(Stored records)
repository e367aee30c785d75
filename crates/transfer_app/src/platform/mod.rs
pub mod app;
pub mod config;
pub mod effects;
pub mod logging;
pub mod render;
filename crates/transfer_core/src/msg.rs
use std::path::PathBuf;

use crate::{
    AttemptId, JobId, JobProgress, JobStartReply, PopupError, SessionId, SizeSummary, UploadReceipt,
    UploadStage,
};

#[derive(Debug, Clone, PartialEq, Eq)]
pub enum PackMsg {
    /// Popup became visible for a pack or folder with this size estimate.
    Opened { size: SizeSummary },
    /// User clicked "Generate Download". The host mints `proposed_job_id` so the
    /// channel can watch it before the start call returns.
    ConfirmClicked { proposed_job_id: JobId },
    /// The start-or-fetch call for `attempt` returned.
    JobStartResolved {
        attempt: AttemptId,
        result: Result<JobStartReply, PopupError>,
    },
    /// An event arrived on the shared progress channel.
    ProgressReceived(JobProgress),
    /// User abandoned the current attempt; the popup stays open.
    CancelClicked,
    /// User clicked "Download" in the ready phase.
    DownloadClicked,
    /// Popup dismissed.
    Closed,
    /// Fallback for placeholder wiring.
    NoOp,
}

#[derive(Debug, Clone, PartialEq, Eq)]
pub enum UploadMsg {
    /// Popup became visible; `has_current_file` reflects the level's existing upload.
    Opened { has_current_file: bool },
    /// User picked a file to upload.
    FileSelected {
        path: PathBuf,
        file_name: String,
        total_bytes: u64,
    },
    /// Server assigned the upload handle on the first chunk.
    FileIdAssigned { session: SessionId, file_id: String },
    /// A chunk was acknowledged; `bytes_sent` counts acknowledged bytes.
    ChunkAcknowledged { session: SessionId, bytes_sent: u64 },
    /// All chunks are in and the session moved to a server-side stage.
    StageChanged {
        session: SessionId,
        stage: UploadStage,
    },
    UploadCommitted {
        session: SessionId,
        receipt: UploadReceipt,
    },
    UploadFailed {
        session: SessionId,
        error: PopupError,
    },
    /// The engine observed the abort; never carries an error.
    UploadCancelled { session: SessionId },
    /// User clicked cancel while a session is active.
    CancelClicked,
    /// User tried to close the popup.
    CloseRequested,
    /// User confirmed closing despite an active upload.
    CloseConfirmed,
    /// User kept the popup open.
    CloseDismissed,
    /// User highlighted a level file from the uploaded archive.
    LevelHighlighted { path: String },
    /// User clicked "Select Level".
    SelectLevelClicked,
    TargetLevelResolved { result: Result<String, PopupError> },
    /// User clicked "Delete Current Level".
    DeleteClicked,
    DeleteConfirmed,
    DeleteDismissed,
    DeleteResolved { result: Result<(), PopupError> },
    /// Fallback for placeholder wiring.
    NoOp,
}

Task item: All of the data shown above must be copied exactly.

Solution for this problem:
repository e367aee30c785d75
filename crates/transfer_app/src/platform/mod.rs
pub mod app;
pub mod config;
pub mod effects;
pub mod logging;
pub mod render;
filename crates/transfer_core/src/msg.rs
use std::path::PathBuf;

use crate::{
    AttemptId, JobId, JobProgress, JobStartReply, PopupError, SessionId, SizeSummary, UploadReceipt,
    UploadStage,
};

#[derive(Debug, Clone, PartialEq, Eq)]
pub enum PackMsg {
    /// Popup became visible for a pack or folder with this size estimate.
    Opened { size: SizeSummary },
    /// User clicked "Generate Download". The host mints `proposed_job_id` so the
    /// channel can watch it before the start call returns.
    ConfirmClicked { proposed_job_id: JobId },
    /// The start-or-fetch call for `attempt` returned.
    JobStartResolved {
        attempt: AttemptId,
        result: Result<JobStartReply, PopupError>,
    },
    /// An event arrived on the shared progress channel.
    ProgressReceived(JobProgress),
    /// User abandoned the current attempt; the popup stays open.
    CancelClicked,
    /// User clicked "Download" in the ready phase.
    DownloadClicked,
    /// Popup dismissed.
    Closed,
    /// Fallback for placeholder wiring.
    NoOp,
}

#[derive(Debug, Clone, PartialEq, Eq)]
pub enum UploadMsg {
    /// Popup became visible; `has_current_file` reflects the level's existing upload.
    Opened { has_current_file: bool },
    /// User picked a file to upload.
    FileSelected {
        path: PathBuf,
        file_name: String,
        total_bytes: u64,
    },
    /// Server assigned the upload handle on the first chunk.
    FileIdAssigned { session: SessionId, file_id: String },
    /// A chunk was acknowledged; `bytes_sent` counts acknowledged bytes.
    ChunkAcknowledged { session: SessionId, bytes_sent: u64 },
    /// All chunks are in and the session moved to a server-side stage.
    StageChanged {
        session: SessionId,
        stage: UploadStage,
    },
    UploadCommitted {
        session: SessionId,
        receipt: UploadReceipt,
    },
    UploadFailed {
        session: SessionId,
        error: PopupError,
    },
    /// The engine observed the abort; never carries an error.
    UploadCancelled { session: SessionId },
    /// User clicked cancel while a session is active.
    CancelClicked,
    /// User tried to close the popup.
    CloseRequested,
    /// User confirmed closing despite an active upload.
    CloseConfirmed,
    /// User kept the popup open.
    CloseDismissed,
    /// User highlighted a level file from the uploaded archive.
    LevelHighlighted { path: String },
    /// User clicked "Select Level".
    SelectLevelClicked,
    TargetLevelResolved { result: Result<String, PopupError> },
    /// User clicked "Delete Current Level".
    DeleteClicked,
    DeleteConfirmed,
    DeleteDismissed,
    DeleteResolved { result: Result<(), PopupError> },
    /// Fallback for placeholder wiring.
    NoOp,
}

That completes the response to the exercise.